# My 1907-15 Pierce First Restoration



## piercetommy (Feb 28, 2016)

Please enjoy this bike and see under pre 1933- My first Pierce -this bike and my progress from last October untill now.Thanks to everyone here,will keep updating!


----------



## rocketman (Feb 28, 2016)

Jaw dropper! You must be proud, that bike screams look at me.

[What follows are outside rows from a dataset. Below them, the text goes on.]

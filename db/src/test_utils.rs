use migration::Migrator;
use sea_orm::{Database, DatabaseConnection};
use sea_orm_migration::MigratorTrait;

/// Fresh in-memory database with every migration applied.
pub async fn setup_test_db() -> DatabaseConnection {
    let db = Database::connect("sqlite::memory:")
        .await
        .expect("Failed to connect to in-memory db");

    Migrator::up(&db, None)
        .await
        .expect("Failed to run migrations");

    db
}
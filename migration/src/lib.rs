pub mod migrations;
mod migrator;
pub mod runner;

pub use migrator::Migrator;
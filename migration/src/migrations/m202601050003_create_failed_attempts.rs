use sea_orm_migration::prelude::*;

pub struct Migration;

impl MigrationName for Migration {
    fn name(&self) -> &str {
        "m202601050003_create_failed_attempts"
    }
}

#[async_trait::async_trait]
impl MigrationTrait for Migration {
    async fn up(&self, manager: &SchemaManager) -> Result<(), DbErr> {
        manager
            .create_table(
                Table::create()
                    .table(Alias::new("failed_attempts"))
                    .if_not_exists()
                    .col(
                        ColumnDef::new(Alias::new("id"))
                            .big_integer()
                            .not_null()
                            .auto_increment()
                            .primary_key(),
                    )
                    .col(
                        ColumnDef::new(Alias::new("session_id"))
                            .big_integer()
                            .not_null(),
                    )
                    .col(ColumnDef::new(Alias::new("student_id")).string().not_null())
                    .col(ColumnDef::new(Alias::new("student_name")).string().not_null())
                    .col(ColumnDef::new(Alias::new("email")).string().not_null())
                    .col(ColumnDef::new(Alias::new("device_id")).string().not_null())
                    .col(
                        ColumnDef::new(Alias::new("reason"))
                            .enumeration(
                                Alias::new("failure_reason"),
                                vec![
                                    Alias::new("session_inactive"),
                                    Alias::new("invalid_code"),
                                    Alias::new("duplicate_student"),
                                    Alias::new("duplicate_device"),
                                    Alias::new("out_of_range"),
                                ],
                            )
                            .not_null(),
                    )
                    .col(
                        ColumnDef::new(Alias::new("created_at"))
                            .timestamp_with_time_zone()
                            .not_null()
                            .default(Expr::cust("CURRENT_TIMESTAMP")),
                    )
                    .foreign_key(
                        ForeignKey::create()
                            .name("fk_failed_attempt_session")
                            .from(Alias::new("failed_attempts"), Alias::new("session_id"))
                            .to(Alias::new("attendance_sessions"), Alias::new("id"))
                            .on_delete(ForeignKeyAction::Cascade)
                            .on_update(ForeignKeyAction::Cascade),
                    )
                    .to_owned(),
            )
            .await
    }

    async fn down(&self, manager: &SchemaManager) -> Result<(), DbErr> {
        manager
            .drop_table(Table::drop().table(Alias::new("failed_attempts")).to_owned())
            .await
    }
}
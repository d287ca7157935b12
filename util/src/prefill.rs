//! Remembers a returning student's identity fields so the check-in form can be
//! pre-filled.
//!
//! Storage is best-effort: every failure is logged and reported as `false` or
//! `None`, never propagated.

use common::config::AppConfig;
use serde::{Deserialize, Serialize};
use std::collections::BTreeMap;
use std::fs;
use std::io;
use std::path::{Path, PathBuf};
use std::sync::Mutex;
use thiserror::Error;

pub const STUDENT_ID_KEY: &str = "studentId";
pub const STUDENT_NAME_KEY: &str = "studentName";
pub const STUDENT_EMAIL_KEY: &str = "studentEmail";

#[derive(Debug, Error)]
pub enum StoreError {
    #[error("storage unavailable: {0}")]
    Unavailable(String),
    #[error("storage I/O failed: {0}")]
    Io(#[from] io::Error),
    #[error("storage contents are corrupt: {0}")]
    Corrupt(#[from] serde_json::Error),
}

/// Minimal string key/value storage.
pub trait KeyValueStore {
    fn get(&self, key: &str) -> Result<Option<String>, StoreError>;
    fn set(&self, key: &str, value: &str) -> Result<(), StoreError>;
    fn remove(&self, key: &str) -> Result<(), StoreError>;
}

#[derive(Debug, Default)]
pub struct MemoryStore {
    entries: Mutex<BTreeMap<String, String>>,
}

impl MemoryStore {
    pub fn new() -> Self {
        Self::default()
    }

    fn entries(&self) -> Result<std::sync::MutexGuard<'_, BTreeMap<String, String>>, StoreError> {
        self.entries
            .lock()
            .map_err(|_| StoreError::Unavailable("memory store lock poisoned".into()))
    }
}

impl KeyValueStore for MemoryStore {
    fn get(&self, key: &str) -> Result<Option<String>, StoreError> {
        Ok(self.entries()?.get(key).cloned())
    }

    fn set(&self, key: &str, value: &str) -> Result<(), StoreError> {
        self.entries()?.insert(key.to_owned(), value.to_owned());
        Ok(())
    }

    fn remove(&self, key: &str) -> Result<(), StoreError> {
        self.entries()?.remove(key);
        Ok(())
    }
}

/// Keeps all entries in one JSON object on disk. A missing file reads as empty.
#[derive(Debug, Clone)]
pub struct FileStore {
    path: PathBuf,
}

impl FileStore {
    pub fn new(path: impl Into<PathBuf>) -> Self {
        Self { path: path.into() }
    }

    pub fn path(&self) -> &Path {
        &self.path
    }

    fn read_all(&self) -> Result<BTreeMap<String, String>, StoreError> {
        match fs::read_to_string(&self.path) {
            Ok(contents) if contents.trim().is_empty() => Ok(BTreeMap::new()),
            Ok(contents) => Ok(serde_json::from_str(&contents)?),
            Err(e) if e.kind() == io::ErrorKind::NotFound => Ok(BTreeMap::new()),
            Err(e) => Err(e.into()),
        }
    }

    fn write_all(&self, entries: &BTreeMap<String, String>) -> Result<(), StoreError> {
        if let Some(parent) = self.path.parent() {
            if !parent.as_os_str().is_empty() {
                fs::create_dir_all(parent)?;
            }
        }
        fs::write(&self.path, serde_json::to_string_pretty(entries)?)?;
        Ok(())
    }
}

impl KeyValueStore for FileStore {
    fn get(&self, key: &str) -> Result<Option<String>, StoreError> {
        Ok(self.read_all()?.get(key).cloned())
    }

    fn set(&self, key: &str, value: &str) -> Result<(), StoreError> {
        let mut entries = self.read_all()?;
        entries.insert(key.to_owned(), value.to_owned());
        self.write_all(&entries)
    }

    fn remove(&self, key: &str) -> Result<(), StoreError> {
        let mut entries = self.read_all()?;
        if entries.remove(key).is_some() {
            self.write_all(&entries)?;
        }
        Ok(())
    }
}

/// Identity fields a student types on their first check-in.
#[derive(Debug, Clone, PartialEq, Eq, Serialize, Deserialize)]
pub struct StudentInfo {
    pub student_id: String,
    pub name: String,
    pub email: String,
}

pub struct StudentInfoStore<S> {
    store: S,
}

impl StudentInfoStore<FileStore> {
    /// File-backed store at the configured `PREFILL_STORE_PATH`.
    pub fn from_config() -> Self {
        let path = AppConfig::global().prefill_store_path.clone();
        Self::new(FileStore::new(path))
    }

    pub fn path(&self) -> &Path {
        self.store.path()
    }
}

impl<S: KeyValueStore> StudentInfoStore<S> {
    pub fn new(store: S) -> Self {
        Self { store }
    }

    pub fn save(&self, info: &StudentInfo) -> bool {
        let result = self
            .store
            .set(STUDENT_ID_KEY, &info.student_id)
            .and_then(|_| self.store.set(STUDENT_NAME_KEY, &info.name))
            .and_then(|_| self.store.set(STUDENT_EMAIL_KEY, &info.email));

        match result {
            Ok(()) => true,
            Err(e) => {
                log::warn!("Could not save student info: {e}");
                false
            }
        }
    }

    /// Returns the stored info only when all three fields are present and non-empty.
    pub fn load(&self) -> Option<StudentInfo> {
        let read = |key: &str| match self.store.get(key) {
            Ok(value) => Ok(value.filter(|v| !v.is_empty())),
            Err(e) => Err(e),
        };

        let fields = read(STUDENT_ID_KEY).and_then(|id| {
            let name = read(STUDENT_NAME_KEY)?;
            let email = read(STUDENT_EMAIL_KEY)?;
            Ok((id, name, email))
        });

        match fields {
            Ok((Some(student_id), Some(name), Some(email))) => Some(StudentInfo {
                student_id,
                name,
                email,
            }),
            Ok(_) => None,
            Err(e) => {
                log::warn!("Could not load student info: {e}");
                None
            }
        }
    }

    pub fn clear(&self) -> bool {
        let result = [STUDENT_ID_KEY, STUDENT_NAME_KEY, STUDENT_EMAIL_KEY]
            .into_iter()
            .try_for_each(|key| self.store.remove(key));

        match result {
            Ok(()) => true,
            Err(e) => {
                log::warn!("Could not clear student info: {e}");
                false
            }
        }
    }
}

#[cfg(test)]
mod tests {
    use super::*;
    use serial_test::serial;
    use tempfile::TempDir;

    struct BrokenStore;

    impl KeyValueStore for BrokenStore {
        fn get(&self, _: &str) -> Result<Option<String>, StoreError> {
            Err(StoreError::Unavailable("disabled".into()))
        }
        fn set(&self, _: &str, _: &str) -> Result<(), StoreError> {
            Err(StoreError::Unavailable("disabled".into()))
        }
        fn remove(&self, _: &str) -> Result<(), StoreError> {
            Err(StoreError::Unavailable("disabled".into()))
        }
    }

    fn jane() -> StudentInfo {
        StudentInfo {
            student_id: "u21000001".into(),
            name: "Jane Doe".into(),
            email: "jane@tuks.co.za".into(),
        }
    }

    #[test]
    fn saved_info_loads_back() {
        let prefill = StudentInfoStore::new(MemoryStore::new());
        assert!(prefill.save(&jane()));
        assert_eq!(prefill.load(), Some(jane()));
    }

    #[test]
    fn load_is_none_when_any_field_is_missing_or_empty() {
        let store = MemoryStore::new();
        store.set(STUDENT_ID_KEY, "u21000001").unwrap();
        store.set(STUDENT_NAME_KEY, "Jane Doe").unwrap();
        let prefill = StudentInfoStore::new(store);
        assert_eq!(prefill.load(), None);

        let mut partial = jane();
        partial.email = String::new();
        assert!(prefill.save(&partial));
        assert_eq!(prefill.load(), None);
    }

    #[test]
    fn clear_removes_everything() {
        let prefill = StudentInfoStore::new(MemoryStore::new());
        prefill.save(&jane());
        assert!(prefill.clear());
        assert_eq!(prefill.load(), None);
    }

    #[test]
    fn broken_storage_never_panics() {
        let prefill = StudentInfoStore::new(BrokenStore);
        assert!(!prefill.save(&jane()));
        assert_eq!(prefill.load(), None);
        assert!(!prefill.clear());
    }

    #[test]
    fn file_store_persists_across_instances() {
        let dir = TempDir::new().unwrap();
        let path = dir.path().join("prefill").join("student.json");

        assert!(StudentInfoStore::new(FileStore::new(&path)).save(&jane()));
        assert_eq!(StudentInfoStore::new(FileStore::new(&path)).load(), Some(jane()));

        assert!(StudentInfoStore::new(FileStore::new(&path)).clear());
        assert_eq!(StudentInfoStore::new(FileStore::new(&path)).load(), None);
    }

    #[test]
    fn corrupt_file_is_reported_not_raised() {
        let dir = TempDir::new().unwrap();
        let path = dir.path().join("student.json");
        fs::write(&path, "{ not json").unwrap();

        let store = FileStore::new(&path);
        assert!(matches!(store.get(STUDENT_ID_KEY), Err(StoreError::Corrupt(_))));
        assert_eq!(StudentInfoStore::new(store).load(), None);
    }

    #[test]
    #[serial]
    fn from_config_uses_configured_path() {
        let dir = TempDir::new().unwrap();
        let path = dir.path().join("student.json");
        AppConfig::set_prefill_store_path(path.to_string_lossy());

        let prefill = StudentInfoStore::<FileStore>::from_config();
        assert_eq!(prefill.path(), path.as_path());
        assert!(prefill.save(&jane()));
        assert!(path.exists());
        assert_eq!(StudentInfoStore::new(FileStore::new(&path)).load(), Some(jane()));

        AppConfig::reset();
    }
}
//! Timer-driven rotation of session codes.
//!
//! A [`CodeRotator`] spawns a tokio task that hands a fresh code to a
//! [`CodeSink`] every period. The task ends when the sink reports that the
//! session no longer takes codes, when [`RotationHandle::stop`] is called, or
//! when the handle is dropped.

use async_trait::async_trait;
use chrono::Utc;
use common::config::AppConfig;
use db::models::attendance_session::Model as Session;
use sea_orm::DatabaseConnection;
use std::time::Duration;
use tokio::sync::oneshot;
use tokio::task::JoinHandle;
use tokio::time::{Instant, MissedTickBehavior};
use util::code::generate_code;

use crate::ServiceError;

const MIN_PERIOD: Duration = Duration::from_millis(1);

/// Receives each newly generated code.
#[async_trait]
pub trait CodeSink: Send + Sync + 'static {
    /// Returns `Ok(false)` once the session should stop rotating.
    async fn publish(&self, code: &str) -> Result<bool, ServiceError>;
}

/// Writes rotated codes to a stored session.
#[derive(Debug, Clone)]
pub struct SessionCodeSink {
    db: DatabaseConnection,
    session_id: i64,
}

impl SessionCodeSink {
    pub fn new(db: DatabaseConnection, session_id: i64) -> Self {
        Self { db, session_id }
    }
}

#[async_trait]
impl CodeSink for SessionCodeSink {
    async fn publish(&self, code: &str) -> Result<bool, ServiceError> {
        let updated = Session::set_code(&self.db, self.session_id, code, Utc::now()).await?;
        Ok(updated.is_some())
    }
}

#[derive(Debug, Clone, Copy, PartialEq, Eq)]
pub enum StopReason {
    /// `stop()` was called or the handle was dropped.
    Stopped,
    /// The sink reported the session closed, or it no longer exists.
    SessionEnded,
}

#[derive(Debug, Clone, Copy, PartialEq, Eq)]
pub struct RotationSummary {
    pub rotations: u64,
    pub reason: StopReason,
}

#[derive(Debug, Clone, Copy)]
pub struct CodeRotator {
    period: Duration,
}

impl CodeRotator {
    pub fn new(period: Duration) -> Self {
        Self {
            period: period.max(MIN_PERIOD),
        }
    }

    /// Uses `CODE_ROTATION_SECONDS` from the application config.
    pub fn from_config() -> Self {
        let seconds = AppConfig::global().code_rotation_seconds.max(1);
        Self::new(Duration::from_secs(seconds))
    }

    pub fn period(&self) -> Duration {
        self.period
    }

    /// Spawns the rotation task. The first code is published one period from now.
    pub fn start<S: CodeSink>(&self, sink: S) -> RotationHandle {
        let (stop_tx, stop_rx) = oneshot::channel();
        let task = tokio::spawn(rotate(self.period, sink, stop_rx));
        RotationHandle {
            stop_tx: Some(stop_tx),
            task,
        }
    }
}

async fn rotate<S: CodeSink>(
    period: Duration,
    sink: S,
    mut stop_rx: oneshot::Receiver<()>,
) -> RotationSummary {
    let mut ticker = tokio::time::interval_at(Instant::now() + period, period);
    ticker.set_missed_tick_behavior(MissedTickBehavior::Delay);
    let mut rotations = 0;

    loop {
        tokio::select! {
            // Fires on an explicit stop and when the sender is dropped.
            _ = &mut stop_rx => {
                log::debug!("Code rotation stopped after {rotations} rotations");
                return RotationSummary { rotations, reason: StopReason::Stopped };
            }
            _ = ticker.tick() => {
                let code = generate_code();
                match sink.publish(&code).await {
                    Ok(true) => rotations += 1,
                    Ok(false) | Err(ServiceError::NotFound(_)) => {
                        log::info!("Session closed; code rotation ends after {rotations} rotations");
                        return RotationSummary { rotations, reason: StopReason::SessionEnded };
                    }
                    Err(e) => {
                        log::warn!("Failed to publish rotated code: {e}");
                    }
                }
            }
        }
    }
}

/// Controls a running rotation task. Dropping it stops the rotation.
#[derive(Debug)]
pub struct RotationHandle {
    stop_tx: Option<oneshot::Sender<()>>,
    task: JoinHandle<RotationSummary>,
}

impl RotationHandle {
    pub fn is_finished(&self) -> bool {
        self.task.is_finished()
    }

    /// Stops the rotation and waits for the task to wind down.
    pub async fn stop(mut self) -> Option<RotationSummary> {
        if let Some(tx) = self.stop_tx.take() {
            let _ = tx.send(());
        }
        self.join().await
    }

    /// Waits for the rotation to end on its own.
    pub async fn finished(mut self) -> Option<RotationSummary> {
        self.join().await
    }

    async fn join(&mut self) -> Option<RotationSummary> {
        match (&mut self.task).await {
            Ok(summary) => Some(summary),
            Err(e) => {
                log::error!("Code rotation task failed: {e}");
                None
            }
        }
    }
}
pub mod m202601050001_create_courses;
pub mod m202601050002_create_attendance;
pub mod m202601050003_create_failed_attempts;
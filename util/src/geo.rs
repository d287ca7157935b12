use serde::{Deserialize, Serialize};

/// Mean Earth radius used by the Haversine formula.
pub const EARTH_RADIUS_METERS: f64 = 6_371_000.0;

/// A latitude/longitude pair in decimal degrees.
#[derive(Debug, Clone, Copy, PartialEq, Serialize, Deserialize)]
pub struct Coordinates {
    pub lat: f64,
    pub lng: f64,
}

impl Coordinates {
    pub fn new(lat: f64, lng: f64) -> Self {
        Self { lat, lng }
    }

    pub fn distance_to(&self, other: &Coordinates) -> f64 {
        distance_meters(self.lat, self.lng, other.lat, other.lng)
    }

    /// True when `other` lies inside the geofence of `radius_meters` around `self`.
    /// A point exactly on the boundary is inside.
    pub fn within_radius(&self, other: &Coordinates, radius_meters: f64) -> bool {
        self.distance_to(other) <= radius_meters
    }
}

/// Great-circle distance in meters between two points (Haversine).
pub fn distance_meters(lat1: f64, lon1: f64, lat2: f64, lon2: f64) -> f64 {
    let phi1 = lat1.to_radians();
    let phi2 = lat2.to_radians();
    let d_phi = (lat2 - lat1).to_radians();
    let d_lambda = (lon2 - lon1).to_radians();

    let a = (d_phi / 2.0).sin().powi(2) + phi1.cos() * phi2.cos() * (d_lambda / 2.0).sin().powi(2);
    let c = 2.0 * a.sqrt().atan2((1.0 - a).sqrt());

    EARTH_RADIUS_METERS * c
}

#[cfg(test)]
mod tests {
    use super::*;

    fn assert_close(actual: f64, expected: f64, tolerance: f64) {
        assert!(
            (actual - expected).abs() <= tolerance,
            "expected {expected} ± {tolerance}, got {actual}"
        );
    }

    #[test]
    fn identical_points_are_zero() {
        assert_eq!(distance_meters(40.7128, -74.0060, 40.7128, -74.0060), 0.0);
        assert_eq!(distance_meters(-33.8688, 151.2093, -33.8688, 151.2093), 0.0);
    }

    #[test]
    fn distance_is_symmetric() {
        let pairs = [
            ((40.7128, -74.0060), (51.5074, -0.1278)),
            ((-33.8688, 151.2093), (-37.8136, 144.9631)),
            ((1.0, 10.0), (-1.0, -10.0)),
        ];
        for ((a_lat, a_lng), (b_lat, b_lng)) in pairs {
            assert_eq!(
                distance_meters(a_lat, a_lng, b_lat, b_lng),
                distance_meters(b_lat, b_lng, a_lat, a_lng)
            );
        }
    }

    #[test]
    fn short_distance_is_accurate() {
        // 0.001 degrees of latitude is roughly 111 m.
        assert_close(distance_meters(40.0, -74.0, 40.001, -74.0), 111.19, 0.5);
    }

    #[test]
    fn long_distance_is_accurate() {
        // New York to London.
        assert_close(
            distance_meters(40.7128, -74.0060, 51.5074, -0.1278),
            5_570_000.0,
            10_000.0,
        );
    }

    #[test]
    fn crosses_equator_and_southern_hemisphere() {
        assert_close(distance_meters(1.0, 0.0, -1.0, 0.0), 222_390.0, 50.0);
        // Sydney to Melbourne.
        assert_close(
            distance_meters(-33.8688, 151.2093, -37.8136, 144.9631),
            713_000.0,
            5_000.0,
        );
    }

    #[test]
    fn geofence_includes_boundary() {
        let center = Coordinates::new(40.0, -74.0);
        let nearby = Coordinates::new(40.001, -74.0);
        let d = center.distance_to(&nearby);

        assert!(center.within_radius(&nearby, d));
        assert!(center.within_radius(&nearby, 150.0));
        assert!(!center.within_radius(&nearby, 50.0));
    }
}
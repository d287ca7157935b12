use chrono::{DateTime, Utc};
use common::config::AppConfig;
use db::models::attendance_session::{Model as Session, NewSession};
use sea_orm::DatabaseConnection;
use serde::Deserialize;
use util::geo::Coordinates;
use util::schedule::SessionStatus;
use validator::{Validate, ValidationError};

use crate::ServiceError;
use crate::validation::{error_with, validate_form};

pub const MAX_CLASS_NAME_LEN: usize = 64;

fn class_name_rule(value: &str) -> Result<(), ValidationError> {
    let trimmed = value.trim();
    if trimmed.is_empty() {
        return Err(error_with("required", "Class name is required"));
    }
    if trimmed.chars().count() > MAX_CLASS_NAME_LEN {
        return Err(error_with("length", "Class name must be at most 64 characters"));
    }
    Ok(())
}

/// What an instructor submits to start a session right now.
#[derive(Debug, Clone, PartialEq, Deserialize, Validate)]
pub struct StartSession {
    #[validate(custom(function = "class_name_rule"))]
    pub class_name: String,
    #[validate(range(min = -90.0, max = 90.0, message = "Latitude must be between -90 and 90"))]
    pub latitude: f64,
    #[validate(range(min = -180.0, max = 180.0, message = "Longitude must be between -180 and 180"))]
    pub longitude: f64,
    #[validate(range(exclusive_min = 0.0, message = "Radius must be greater than zero"))]
    pub radius_meters: f64,
    #[validate(range(max = 240, message = "Late threshold must be at most 240 minutes"))]
    pub late_threshold_minutes: u32,
    pub course_id: Option<i64>,
}

impl StartSession {
    /// A session at `location` using the configured radius and late threshold.
    pub fn with_defaults(class_name: impl Into<String>, location: Coordinates) -> Self {
        let config = AppConfig::global();
        Self {
            class_name: class_name.into(),
            latitude: location.lat,
            longitude: location.lng,
            radius_meters: config.default_radius_meters,
            late_threshold_minutes: config.default_late_threshold_minutes,
            course_id: None,
        }
    }
}

pub async fn start_session(
    db: &DatabaseConnection,
    params: &StartSession,
    now: DateTime<Utc>,
) -> Result<Session, ServiceError> {
    validate_form(params)?;

    let session = Session::create(
        db,
        &NewSession {
            class_name: params.class_name.trim().to_owned(),
            location: Coordinates::new(params.latitude, params.longitude),
            radius_meters: params.radius_meters,
            late_threshold_minutes: params.late_threshold_minutes,
            course_id: params.course_id,
        },
        now,
    )
    .await?;

    log::info!(
        "Started attendance session {} for {} (radius {}m, late after {}min)",
        session.id,
        session.class_name,
        session.radius_meters,
        session.late_threshold_minutes
    );
    Ok(session)
}

pub async fn get_session(db: &DatabaseConnection, session_id: i64) -> Result<Session, ServiceError> {
    Session::find_by_id(db, session_id)
        .await?
        .ok_or_else(|| ServiceError::NotFound(format!("Attendance session ID {session_id} not found")))
}

pub async fn end_session(
    db: &DatabaseConnection,
    session_id: i64,
    now: DateTime<Utc>,
) -> Result<Session, ServiceError> {
    let session = Session::end(db, session_id, now).await?;
    log::info!("Ended attendance session {}", session.id);
    Ok(session)
}

/// Reopens an ended session for late check-ins under a fresh code.
pub async fn reopen_session(
    db: &DatabaseConnection,
    session_id: i64,
    now: DateTime<Utc>,
) -> Result<Session, ServiceError> {
    let session = get_session(db, session_id).await?;
    if session.status() != SessionStatus::Ended {
        return Err(ServiceError::InvalidState(format!(
            "Attendance session ID {session_id} is {} and cannot be reopened",
            session.status()
        )));
    }

    let session = Session::reopen(db, session_id, now).await?;
    log::info!("Reopened attendance session {}", session.id);
    Ok(session)
}

/// Opens a session generated from a course schedule.
pub async fn activate_scheduled(
    db: &DatabaseConnection,
    session_id: i64,
    now: DateTime<Utc>,
) -> Result<Session, ServiceError> {
    let session = get_session(db, session_id).await?;
    if session.status() != SessionStatus::Scheduled {
        return Err(ServiceError::InvalidState(format!(
            "Attendance session ID {session_id} is {} and cannot be activated",
            session.status()
        )));
    }

    let session = Session::activate(db, session_id, now).await?;
    log::info!("Activated scheduled session {} ({})", session.id, session.class_name);
    Ok(session)
}

#[cfg(test)]
mod tests {
    use super::*;
    use chrono::{Duration, TimeZone};
    use db::test_utils::setup_test_db;

    fn t0() -> DateTime<Utc> {
        Utc.with_ymd_and_hms(2026, 1, 21, 10, 0, 0).unwrap()
    }

    fn params() -> StartSession {
        StartSession {
            class_name: "  COS301 ".into(),
            latitude: -25.7545,
            longitude: 28.2314,
            radius_meters: 80.0,
            late_threshold_minutes: 10,
            course_id: None,
        }
    }

    #[tokio::test]
    async fn start_trims_class_name() {
        let db = setup_test_db().await;
        let session = start_session(&db, &params(), t0()).await.unwrap();
        assert_eq!(session.class_name, "COS301");
        assert!(session.active);
    }

    #[tokio::test]
    async fn invalid_settings_are_all_reported() {
        let db = setup_test_db().await;
        let mut bad = params();
        bad.class_name = "   ".into();
        bad.latitude = 91.0;
        bad.radius_meters = 0.0;

        match start_session(&db, &bad, t0()).await {
            Err(ServiceError::Validation(errors)) => {
                assert_eq!(
                    errors,
                    vec![
                        "Class name is required",
                        "Latitude must be between -90 and 90",
                        "Radius must be greater than zero",
                    ]
                );
            }
            other => panic!("expected validation error, got {other:?}"),
        }
    }

    #[tokio::test]
    async fn only_ended_sessions_reopen() {
        let db = setup_test_db().await;
        let session = start_session(&db, &params(), t0()).await.unwrap();

        assert!(matches!(
            reopen_session(&db, session.id, t0()).await,
            Err(ServiceError::InvalidState(_))
        ));

        end_session(&db, session.id, t0() + Duration::minutes(45)).await.unwrap();
        let reopened = reopen_session(&db, session.id, t0() + Duration::minutes(50))
            .await
            .unwrap();
        assert!(reopened.active);
        assert_eq!(reopened.created_at, t0());
    }

    #[tokio::test]
    async fn live_sessions_cannot_be_activated() {
        let db = setup_test_db().await;
        let session = start_session(&db, &params(), t0()).await.unwrap();
        assert!(matches!(
            activate_scheduled(&db, session.id, t0()).await,
            Err(ServiceError::InvalidState(_))
        ));
    }

    #[tokio::test]
    async fn unknown_session_is_not_found() {
        let db = setup_test_db().await;
        assert!(matches!(
            end_session(&db, 99, t0()).await,
            Err(ServiceError::NotFound(_))
        ));
    }
}
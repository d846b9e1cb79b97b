//! Error taxonomy for the compiler.
//!
//! Load and identifier-resolution failures abort the run immediately.
//! Schema-shape and layout violations accumulate into [`Diagnostic`]s so one
//! run surfaces every defect across a batch of schema files; they are then
//! surfaced together as [`CompileError::Invalid`]. Nothing is downgraded to
//! a warning.

use std::fmt;
use std::path::PathBuf;

#[derive(Debug, thiserror::Error)]
pub enum CompileError {
    #[error("cannot read {path}: {detail}")]
    DocumentLoad { path: PathBuf, detail: String },
    #[error("error loading {target} for include statement in {from}")]
    BrokenInclude { from: PathBuf, target: PathBuf },
    #[error("cannot parse {path}: {detail}")]
    DocumentParse { path: PathBuf, detail: String },
    #[error("message {message}: can't find value for identifier token `{token}`")]
    UnresolvedIdentifier { message: String, token: String },
    #[error("message {second} uses id {id}, but it is already used by {first}")]
    DuplicateId { id: u64, first: String, second: String },
    #[error("schema validation failed with {} finding(s)", .0.len())]
    Invalid(Vec<Diagnostic>),
}

/// A single accumulated validation finding, tied to the message it was found in.
#[derive(Debug, Clone, PartialEq, Eq)]
pub struct Diagnostic {
    /// Namespace-qualified descriptor of the offending message.
    pub message: String,
    pub kind: DiagnosticKind,
    pub detail: String,
}

#[derive(Debug, Clone, Copy, PartialEq, Eq)]
pub enum DiagnosticKind {
    /// Missing/malformed schema content: bad names, unrecognized types, bad enum references.
    Shape,
    /// Computed layout breaks an invariant: misalignment, bitfield overflow, size ceiling.
    Layout,
}

impl Diagnostic {
    pub fn shape(message: impl Into<String>, detail: impl Into<String>) -> Diagnostic {
        Diagnostic {
            message: message.into(),
            kind: DiagnosticKind::Shape,
            detail: detail.into(),
        }
    }

    pub fn layout(message: impl Into<String>, detail: impl Into<String>) -> Diagnostic {
        Diagnostic {
            message: message.into(),
            kind: DiagnosticKind::Layout,
            detail: detail.into(),
        }
    }
}

impl fmt::Display for Diagnostic {
    fn fmt(&self, f: &mut fmt::Formatter<'_>) -> fmt::Result {
        let kind = match self.kind {
            DiagnosticKind::Shape => "shape",
            DiagnosticKind::Layout => "layout",
        };
        write!(f, "{}: {}: {}", self.message, kind, self.detail)
    }
}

Nice work......


----------



## piercetommy (Feb 28, 2016)

Thank you.I had do mock it up today to get a view of what it will look like.Getting impatient now!Will be matching and having the paint made up later this week,It will be Carmine red as originally painted.Soon she will be in color,stay tuned!


----------



## catfish (Feb 28, 2016)

Nice job.


----------



## piercetommy (Apr 17, 2016)

Finally done and road tested,all works perfect!Now what do I do?!


----------



## tommydale1950 (Apr 17, 2016)

Very Very Nice, Great Job...


----------



## tech549 (Apr 17, 2016)

OUTSTANDING !!!!


----------



## bricycle (Apr 19, 2016)

Just enjoy it and show at bike meets!

Now what do you do? start a new project!


----------



## bicycle larry (Apr 19, 2016)

tommydale1950 said:


> Very Very Nice, Great Job...



 very nicely done super nice !!!!!!   from bicycle larry


----------



## gtdohn (Apr 19, 2016)

piercetommy said:


> Finally done and road tested,all works perfect!Now what do I do?!
> 
> View attachment 306214
> 
> ...




Sell it to me and start another one


----------



## Saving Tempest (Apr 23, 2016)

piercetommy said:


> Finally done and road tested,all works perfect!Now what do I do?!]
> 
> 
> 
> ...


----------



## WetDogGraphix (Apr 27, 2016)

piercetommy said:


> Finally done and road tested,all works perfect!Now what do I do?!




Looks nice!


----------